46. The kit of claim 45 wherein the first antibody and the second antibody both bind to Mcm5 but the first antibody and the second antibody bind to different epitopes of Mcm5; and

(a) (i) the first antibody binds to SEQ ID NO: 1 and the second antibody binds to SEQ ID NO: 2; or (ii) the first antibody binds to SEQ ID NO: 2 and the second antibody binds to SEQ ID NO: 1; and/or

(b) the first antibody is immobilized to an ELISA plate; and/or

(c) the second antibody is immobilized to an ELISA plate; and/or

(d) the second antibody is conjugated to a radioactive label, optionally wherein the radioactive label is Europium3+; and/or

(e) the first antibody is conjugated to a radioactive label, optionally wherein the radioactive label is Europium3+.

47. A method of determining the concentration or amount of Mcm5 in a sample comprising the following steps:

(i) providing an immobilized first antibody which is an antibody of claim 39 immobilized to a solid support;

(ii) exposing the sample to the immobilized first antibody such that Mcm5 in the sample may bind to the immobilized antibody to provide immobilized Mcm5;

(iii) providing a labelled second antibody which is an antibody of claim 39 conjugated to a label;

(iv) exposing the immobilized Mcm5 to the labelled second antibody such that the labelled second antibody may bind to the Mcm5; and

(v) detecting the concentration of the labelled second antibody;

wherein the first antibody and the second antibody both bind to Mcm5 but the first antibody and the second antibody bind to different epitopes of Mcm5.

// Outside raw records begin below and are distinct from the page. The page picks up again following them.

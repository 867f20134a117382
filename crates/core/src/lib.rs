//! Media session lifecycle and execution contexts for RTSP servers.
//!
//! - [`Media`] drives a processing graph from idle to prerolled, counts the
//!   clients receiving it, and tears it down again.
//! - [`ThreadPool`] hands out the [`Thread`]s that client connections and
//!   media notification handling run on.
//! - [`pipeline`] is the boundary to the graph engine, with an in-memory
//!   engine in [`pipeline::sim`].

pub mod address_pool;
pub mod auth;
pub mod error;
pub mod media;
pub mod pipeline;
pub mod thread_pool;

pub use address_pool::{AddressPool, PortRangePool};
pub use auth::{AllowAll, Auth};
pub use error::{MediaError, Result};
pub use media::{
    DefaultHooks, Graph, ImmediateTeardown, LowerTransport, Media, MediaConfig, MediaEvent,
    MediaHooks, MediaStatus, RangeTime, RangeUnit, Stream, StreamTransport, SubscriptionId,
    TimeRange, Transport,
};
pub use thread_pool::{ClientState, Thread, ThreadLimit, ThreadPool, ThreadPoolHooks, ThreadType};
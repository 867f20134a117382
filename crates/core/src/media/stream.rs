//! Stream handles: one published output of a media.

use std::fmt;
use std::sync::Arc;

use parking_lot::Mutex;

use super::transport::{LowerTransport, Transport};
use crate::address_pool::AddressPool;
use crate::error::{MediaError, Result};
use crate::pipeline::{Element, Pad, Pipeline, State};

struct StreamInner {
    address_pool: Option<Arc<dyn AddressPool>>,
    protocols: LowerTransport,
    joined: bool,
    transports: Vec<(u64, Transport)>,
}

/// An elementary stream of a media.
///
/// `index` is the position at which the stream was discovered. `srcpad` is
/// the pad published on the media's bin; `payloader` is the element
/// producing the data behind it.
pub struct Stream {
    index: usize,
    payloader: Arc<dyn Element>,
    srcpad: Pad,
    inner: Mutex<StreamInner>,
}

impl Stream {
    pub fn new(index: usize, payloader: Arc<dyn Element>, srcpad: Pad) -> Self {
        Self {
            index,
            payloader,
            srcpad,
            inner: Mutex::new(StreamInner {
                address_pool: None,
                protocols: LowerTransport::default(),
                joined: false,
                transports: Vec::new(),
            }),
        }
    }

    pub fn index(&self) -> usize {
        self.index
    }

    pub fn payloader(&self) -> &Arc<dyn Element> {
        &self.payloader
    }

    pub fn srcpad(&self) -> &Pad {
        &self.srcpad
    }

    /// Link this stream's delivery branch behind `rtpbin`, bringing the new
    /// elements to `state`.
    pub fn join_bin(
        &self,
        pipeline: &dyn Pipeline,
        rtpbin: &Arc<dyn Element>,
        state: State,
    ) -> Result<()> {
        let mut inner = self.inner.lock();
        if inner.joined {
            return Ok(());
        }
        tracing::debug!(stream = self.index, pad = %self.srcpad, %state, "join bin");
        if !pipeline.join_stream(self, rtpbin, state) {
            tracing::warn!(stream = self.index, "failed to link stream");
            return Err(MediaError::StreamLink(self.index));
        }
        inner.joined = true;
        Ok(())
    }

    /// Undo [`join_bin`](Self::join_bin). Returns `false` if the stream was
    /// not joined.
    pub fn leave_bin(&self, pipeline: &dyn Pipeline, rtpbin: &Arc<dyn Element>) -> bool {
        let mut inner = self.inner.lock();
        if !inner.joined {
            return false;
        }
        tracing::debug!(stream = self.index, "leave bin");
        pipeline.leave_stream(self, rtpbin);
        inner.joined = false;
        inner.transports.clear();
        true
    }

    pub fn is_joined(&self) -> bool {
        self.inner.lock().joined
    }

    pub fn set_address_pool(&self, pool: Option<Arc<dyn AddressPool>>) {
        self.inner.lock().address_pool = pool;
    }

    pub fn address_pool(&self) -> Option<Arc<dyn AddressPool>> {
        self.inner.lock().address_pool.clone()
    }

    /// Server (RTP, RTCP) ports for a new client transport, from the
    /// attached address pool.
    pub fn allocate_ports(&self) -> Option<(u16, u16)> {
        let pool = self.address_pool()?;
        pool.acquire_ports()
    }

    pub fn set_protocols(&self, protocols: LowerTransport) {
        self.inner.lock().protocols = protocols;
    }

    pub fn protocols(&self) -> LowerTransport {
        self.inner.lock().protocols
    }

    pub(crate) fn add_transport(&self, id: u64, transport: Transport) {
        self.inner.lock().transports.push((id, transport));
    }

    pub(crate) fn remove_transport(&self, id: u64) {
        self.inner.lock().transports.retain(|(t, _)| *t != id);
    }

    /// Number of currently active client transports.
    pub fn n_transports(&self) -> usize {
        self.inner.lock().transports.len()
    }

    /// Active client transports.
    pub fn transports(&self) -> Vec<Transport> {
        self.inner
            .lock()
            .transports
            .iter()
            .map(|(_, t)| t.clone())
            .collect()
    }
}

impl fmt::Debug for Stream {
    fn fmt(&self, f: &mut fmt::Formatter<'_>) -> fmt::Result {
        let inner = self.inner.lock();
        f.debug_struct("Stream")
            .field("index", &self.index)
            .field("payloader", &self.payloader.name())
            .field("srcpad", &self.srcpad)
            .field("protocols", &inner.protocols)
            .field("joined", &inner.joined)
            .field("transports", &inner.transports.len())
            .finish()
    }
}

48. The method of claim 47 wherein the first antibody and the second antibody both bind to Mcm5 but the first antibody and the second antibody bind to different epitopes of Mcm5; and

(a) (i) the first antibody binds to SEQ ID NO: 1 and the second antibody binds to SEQ ID NO: 2; or (ii) the first antibody binds to SEQ ID NO: 2 and the second antibody binds to SEQ ID NO: 1; and/or

(b) the first antibody is immobilized to an ELISA plate; and/or

(c) the second antibody is immobilized to an ELISA plate; and/or

(d) the second antibody is conjugated to a radioactive label, optionally wherein the radioactive label is Europium3+; and/or

(e) the first antibody is conjugated to a radioactive label, optionally wherein the radioactive label is Europium

49. The method of claim 47 wherein the step of detecting the concentration of the labelled second antibody comprises immunofluorescent detection of Eu3+.

50. The method of claim 48 wherein the step of detecting the concentration of the labelled second antibody comprises immunofluorescent detection of Eu3+.